La rédactrice en chef et trois journalistes du journal indépendant égyptien Mada Masr, au ton souvent critique pour le régime d’Abdel Fattah al-Sissi, ont été interrogées par la justice mercredi 7 septembre sous l’accusation notamment de «diffusion de fausses informations», a indiqué la publication sur Twitter.
Lina Attalah, directrice de Mada Masr, et les journalistes Rana Mamdouh, Sara Seif Eddin et Beesan Kassab, étaient convoquées suite à des plaintes déposées par des membres du parti Mostakbal Watan («Futur d’une nation», pro régime), à la suite d’un article les accusant d’«infractions financières graves» qui «devraient entraîner leur retrait de la scène politique».
Selon Mada Masr, les quatre journalistes, relâchées sous caution dans la soirée, sont accusées de «diffamation» et «harcèlement en ligne» ainsi que de «diffusion de fausses informations visant à déstabiliser le pays».
Si la Constitution de 2014 garantit la liberté de la presse en Égypte, le pays compte une vingtaine de reporters derrière les barreaux et est régulièrement montré du doigt pour son bilan des droits humains, avec plus de 60.000 détenus d’opinion, dont plusieurs incarcérés pour «diffusion de fausses informations», selon des ONG internationales. Le Caire figure en 168e position sur 180 dans le classement de la liberté de la presse de 2022 de l’ONG Reporters sans frontières (RSF).

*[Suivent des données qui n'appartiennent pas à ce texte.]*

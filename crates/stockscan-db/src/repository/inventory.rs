//! # Inventory Repository
//!
//! Database operations for the `products` table.
//!
//! ## Read Path
//! The inventory tab runs exactly one query per mount:
//!
//! ```sql
//! SELECT itemID, itemName, itemQuantity FROM products ORDER BY itemID
//! ```
//!
//! The scan flow never writes here. `insert` exists for the seed tool.

use std::future::Future;

use sqlx::SqlitePool;
use tracing::debug;

use crate::error::{DbError, DbResult};
use stockscan_core::InventoryItem;

/// A read-only supplier of inventory rows, ordered by `itemID`.
///
/// The inventory tab is generic over this so it can be handed the database
/// or, in tests, a canned or failing source.
pub trait InventorySource {
    fn load_inventory(&self) -> impl Future<Output = DbResult<Vec<InventoryItem>>> + Send;
}

/// Repository for inventory database operations.
#[derive(Debug, Clone)]
pub struct InventoryRepository {
    pool: SqlitePool,
}

impl InventoryRepository {
    /// Creates a new InventoryRepository.
    pub fn new(pool: SqlitePool) -> Self {
        InventoryRepository { pool }
    }

    /// Lists every product, ascending by `itemID`.
    pub async fn list_all(&self) -> DbResult<Vec<InventoryItem>> {
        let items = sqlx::query_as::<_, InventoryItem>(
            "SELECT itemID, itemName, itemQuantity FROM products ORDER BY itemID",
        )
        .fetch_all(&self.pool)
        .await?;

        debug!(count = items.len(), "Loaded inventory");
        Ok(items)
    }

    /// Gets a product by its `itemID`.
    ///
    /// ## Returns
    /// * `Ok(Some(item))` - Product found
    /// * `Ok(None)` - Product not found
    pub async fn get_by_id(&self, item_id: i64) -> DbResult<Option<InventoryItem>> {
        let item = sqlx::query_as::<_, InventoryItem>(
            "SELECT itemID, itemName, itemQuantity FROM products WHERE itemID = ?1",
        )
        .bind(item_id)
        .fetch_optional(&self.pool)
        .await?;

        Ok(item)
    }

    /// Inserts a product row.
    ///
    /// ## Returns
    /// * `Err(DbError::UniqueViolation)` - `itemID` already exists
    pub async fn insert(&self, item: &InventoryItem) -> DbResult<()> {
        debug!(item_id = item.item_id, name = %item.item_name, "Inserting product");

        sqlx::query("INSERT INTO products (itemID, itemName, itemQuantity) VALUES (?1, ?2, ?3)")
            .bind(item.item_id)
            .bind(&item.item_name)
            .bind(item.item_quantity)
            .execute(&self.pool)
            .await
            .map_err(|e| match DbError::from(e) {
                DbError::UniqueViolation { field, .. } => DbError::UniqueViolation {
                    field,
                    value: item.item_id.to_string(),
                },
                other => other,
            })?;

        Ok(())
    }

    /// Counts products (for diagnostics and the seed tool).
    pub async fn count(&self) -> DbResult<i64> {
        let count: i64 = sqlx::query_scalar("SELECT COUNT(*) FROM products")
            .fetch_one(&self.pool)
            .await?;

        Ok(count)
    }
}

impl InventorySource for InventoryRepository {
    async fn load_inventory(&self) -> DbResult<Vec<InventoryItem>> {
        self.list_all().await
    }
}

«Un développement extrêmement inquiétant»
Mada Masr est un journal en ligne qui publie des enquêtes sur les questions de sécurité et la corruption, en arabe et en anglais.

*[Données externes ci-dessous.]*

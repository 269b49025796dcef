//! # Scan Flow Controller
//!
//! Owns the state of one scanning station and decides which scan screen is
//! displayed.
//!
//! ## State Machine
//! ```text
//! ┌─────────────────────────────────────────────────────────────────────────┐
//! │                    Scan Flow                                            │
//! │                                                                         │
//! │          barcode captured (gate open)                                   │
//! │  ┌──────────┐ ─────────────────────────► ┌───────────────────┐         │
//! │  │ Scanning │                            │ ReviewingQuantity │         │
//! │  │          │ ◄───────────────────────── │                   │         │
//! │  └──────────┘   back (session dropped)   └───────────────────┘         │
//! │       ▲                                     │            ▲              │
//! │       │                      request label  │            │ back         │
//! │       │                                     ▼            │ (session     │
//! │       │                                  ┌──────────────────┐  kept)    │
//! │       └───────────────────────────────── │   EditingLabel   │           │
//! │        submit (confirmation emitted,     └──────────────────┘           │
//! │                gate reopened)                                           │
//! └─────────────────────────────────────────────────────────────────────────┘
//! ```
//!
//! ## Ignored Events
//! Every operation has a precondition. An event that arrives in the wrong
//! state changes nothing and comes back as [`Transition::Ignored`] with the
//! reason, which callers log. It is never an error: the UI only produces
//! such events from controls that should have been disabled.
//!
//! ## The Gate
//! A capture device may fire several decode callbacks for one physical scan
//! before the screen changes. The `scanned` gate is set by the first one and
//! every later capture is ignored until the flow returns to `Scanning`.
//! Callers should also stop the device while [`ScanFlowController::accepts_scans`]
//! is false.

use serde::{Deserialize, Serialize};

use crate::quantity::{MockQuantity, QuantitySource};
use crate::types::{
    CaptureEvent, LabelConfirmation, LabelDraft, LabelField, ScanSession, ScreenState,
};
use crate::zoom::{Zoom, ZoomDirection};

// =============================================================================
// Transition Outcome
// =============================================================================

/// Why an event did not change the flow.
#[derive(Debug, Clone, Copy, PartialEq, Eq, Serialize, Deserialize)]
#[serde(rename_all = "snake_case", tag = "reason")]
pub enum Ignored {
    /// A barcode was already captured for the current session.
    GateClosed,
    /// The event belongs to a different screen.
    WrongScreen {
        expected: ScreenState,
        actual: ScreenState,
    },
    /// No scan session is active.
    NoSession,
    /// Zoom is already at the bound in the requested direction.
    ZoomAtBound,
}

La publication compte parmi les centaines de sites d’information bloqués par les autorités ces dernières années et dont l’accès n’est possible pour les Égyptiens que grâce à un VPN (réseau privé virtuel).
Fin 2019 la police avait effectué une perquisition dans les locaux du journal au Caire, interpellant trois journalistes du média, dont Lina Attalah, brièvement détenue à nouveau en mai 2020.

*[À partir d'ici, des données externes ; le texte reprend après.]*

//! Command line interface.

use std::path::PathBuf;

use clap::{Parser, Subcommand};

use crate::state::AppConfig;

#[derive(Parser, Debug)]
#[command(name = "stockscan", version, about = "Barcode scanning and inventory")]
pub struct Cli {
    /// Config file (default: platform config dir, stockscan.toml)
    #[arg(long, global = true)]
    pub config: Option<PathBuf>,

    /// Database file
    #[arg(long, global = true)]
    pub db: Option<PathBuf>,

    /// Bundled database copied into place on first launch
    #[arg(long, global = true)]
    pub asset: Option<PathBuf>,

    #[command(subcommand)]
    pub command: Option<Command>,
}

#[derive(Subcommand, Debug, Clone, Default, PartialEq, Eq)]
pub enum Command {
    /// Interactive tab shell (default)
    #[default]
    Shell,

    /// Print the inventory and exit
    Inventory {
        /// Print JSON instead of the list view
        #[arg(long)]
        json: bool,

        /// Show a single product by id
        #[arg(long)]
        id: Option<i64>,
    },
}

impl Cli {
    /// Command line flags win over file and environment.
    pub fn apply_overrides(&self, config: &mut AppConfig) {
        if let Some(db) = &self.db {
            config.database.path = Some(db.clone());
        }
        if let Some(asset) = &self.asset {
            config.database.asset = Some(asset.clone());
        }
    }
}

#[cfg(test)]
mod tests {
    use super::*;

    #[test]
    fn test_defaults_to_shell() {
        let cli = Cli::parse_from(["stockscan"]);
        assert_eq!(cli.command.unwrap_or_default(), Command::Shell);
    }

    #[test]
    fn test_flags_override_config() {
        let cli = Cli::parse_from([
            "stockscan",
            "inventory",
            "--json",
            "--db",
            "/tmp/a.db",
            "--asset",
            "/opt/Inventory.db",
        ]);
        assert_eq!(cli.command, Some(Command::Inventory { json: true, id: None }));

        let mut config = AppConfig::default();
        cli.apply_overrides(&mut config);
        assert_eq!(config.database.path, Some(PathBuf::from("/tmp/a.db")));
        assert_eq!(
            config.database.asset,
            Some(PathBuf::from("/opt/Inventory.db"))
        );
    }

    #[test]
    fn test_inventory_by_id() {
        let cli = Cli::parse_from(["stockscan", "inventory", "--id", "7"]);
        assert_eq!(
            cli.command,
            Some(Command::Inventory {
                json: false,
                id: Some(7)
            })
        );
    }
}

Pour RSF, les accusations portées contre les journalistes de Mada Masr constituent «un développement extrêmement inquiétant contre l’une des dernières publications qui ne tombent pas sous le contrôle ou l’influence du gouvernement» de Sissi.
«Le harcèlement, l’intimidation et les arrestations incessantes de journalistes en Égypte atteignent des sommets dangereux et doivent cesser» a déclaré l’ONG dans un communiqué mercredi.